The Strathclyde course received confirmation of recognition by the Royal Pharmaceutical Society of Great Britain after a visit by an accreditation panel in December 2003. In February 2004 the first cohort was enrolled and that group undertook the first residential course on March 29th April 2nd 2004. The successful graduates of the (20 ScotCat credit) course will be recognised as supplementary prescribers on the register of pharmacists. Only pharmacists completing the necessary requirements will be accredited and will be readily identified on the RPSGB Register.
The course is delivered partly by distance learning, partly through a residential period and partly through a medically supervised period of learning in practice (12 days) that follows the residential course. The basis of the residential course was to develop and test the combined theoretical knowledge and practical skills required of the supplementary prescribing pharmacist. Pharmacists engaged in supplementary prescribing will be required to establish a voluntary partnership and written agreement, on an individual patient basis, with their patients medical practitioner. In full agreement with the patient, the supplementary prescriber will take over the future management of the patients specified condition, according to the agreed treatment plan. The residential course was based on a series of workshops, culminating in practical skills demonstration by the participants of their ability to design and negotiate a clinical management plan for a patient with a medical practitioner and with the patient. The participants were partly taught and tested by medical practitioners engaged by Strathclyde in the design of this course. The course team, led by Course Director Prof Steve Hudson and Course Organiser Ms Derna Campbell say that the use of medical practitioners in the design and delivery of the course is a feature of the course that will be of increasing importance in future developments.
This first Strathclyde course saw 38 pharmacists attend the residential period, approximately 90% of who were from hospital practice. They came predominantly from the Central belt and the Scottish Executive funded almost all. Having completed their residential period, they will now undertake their 12 days of learning in practice at their work base. Pharmacists are expected to show increasing interest in the course as the new contract for community pharmacists in Scotland is expected to include more explicit chronic disease management roles for community pharmacists. Supplementary prescribing practice should offer benefits to the patient, the healthcare system and to the pharmacy profession.

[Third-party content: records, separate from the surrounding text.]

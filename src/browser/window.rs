use std::ops::Range;

/// A selection cursor plus the scroll offset of the rows rendered around it.
///
/// Whenever `len > 0`: `offset <= selected <= offset + height - 1` and
/// `selected < len`. An empty list always has `selected == offset == 0`.
#[derive(Clone, Debug, PartialEq, Eq)]
pub struct ListWindow {
    selected: usize,
    offset: usize,
    len: usize,
    height: usize,
}

impl Default for ListWindow {
    fn default() -> Self {
        Self::new(1)
    }
}

impl ListWindow {
    pub fn new(height: usize) -> Self {
        Self {
            selected: 0,
            offset: 0,
            len: 0,
            height: height.max(1),
        }
    }

    pub fn selected(&self) -> usize {
        self.selected
    }

    pub fn offset(&self) -> usize {
        self.offset
    }

    pub fn len(&self) -> usize {
        self.len
    }

    pub fn is_empty(&self) -> bool {
        self.len == 0
    }

    pub fn height(&self) -> usize {
        self.height
    }

    /// The selected index, or `None` for an empty list.
    pub fn cursor(&self) -> Option<usize> {
        (self.len > 0).then_some(self.selected)
    }

    /// Indices of the rows that fit in the viewport.
    pub fn visible_range(&self) -> Range<usize> {
        let end = (self.offset + self.height).min(self.len);
        self.offset.min(end)..end
    }

    pub fn move_down(&mut self) {
        self.select(self.selected.saturating_add(1));
    }

    pub fn move_up(&mut self) {
        self.select(self.selected.saturating_sub(1));
    }

    pub fn page_down(&mut self) {
        self.select(self.selected.saturating_add(self.height));
    }

    pub fn page_up(&mut self) {
        self.select(self.selected.saturating_sub(self.height));
    }

    pub fn home(&mut self) {
        self.select(0);
    }

    pub fn end(&mut self) {
        self.select(self.len.saturating_sub(1));
    }

    /// Move the cursor to `index` (clamped) and scroll the minimum needed.
    pub fn select(&mut self, index: usize) {
        if self.len == 0 {
            self.selected = 0;
            self.offset = 0;
            return;
        }
        self.selected = index.min(self.len - 1);
        self.scroll_to_cursor();
    }

    /// React to the list growing or shrinking. The cursor only moves when it
    /// would fall past the end.
    pub fn set_len(&mut self, len: usize) {
        self.len = len;
        if len == 0 {
            self.selected = 0;
            self.offset = 0;
            return;
        }
        self.selected = self.selected.min(len - 1);
        // Shrinking can leave blank rows below the last item; pull the
        // window back up while keeping the cursor visible.
        let max_offset = len.saturating_sub(self.height);
        self.offset = self.offset.min(max_offset);
        self.scroll_to_cursor();
    }

    /// Replace the list and put the cursor back at the top.
    pub fn reset(&mut self, len: usize) {
        self.len = len;
        self.selected = 0;
        self.offset = 0;
    }

    /// React to a viewport resize without moving the cursor. The offset
    /// becomes the smallest one that still shows the cursor.
    pub fn set_height(&mut self, height: usize) {
        self.height = height.max(1);
        if self.len == 0 {
            return;
        }
        self.offset = (self.selected + 1).saturating_sub(self.height);
    }

    fn scroll_to_cursor(&mut self) {
        if self.selected < self.offset {
            self.offset = self.selected;
        } else if self.selected > self.offset + self.height - 1 {
            self.offset = self.selected + 1 - self.height;
        }
    }
}

#[cfg(test)]
#[path = "../tests/browser/window_tests.rs"]
mod tests;
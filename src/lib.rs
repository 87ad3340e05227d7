pub mod browser;
pub mod catalog;
pub mod config;
pub mod error;
pub mod logging;
pub mod model;
pub mod profiles;
pub mod provider;
pub mod screens;
pub mod tui;
pub mod tui_shell;
pub mod view;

Successful completion of the course requirements (in the next 6 months or so) will allow the pharmacists to have their registered citation as a practising pharmacist appended with the recognition that they are legally entitled to be delegated prescribing responsibility within a defined form of written agreement with a doctor that is filed for each patient. For some this will be simply legitimising what they are doing already in hospital. For others, this will be an opening into a stronger formalised relationship with doctors and more independent decision-making on a patient-by-patient basis. For all of them it will be formal recognition of the future path for their profession giving them a more clinically involved practice which has until 10-15 years ago perhaps been championed by a few but has now become the professional direction of most pharmacists.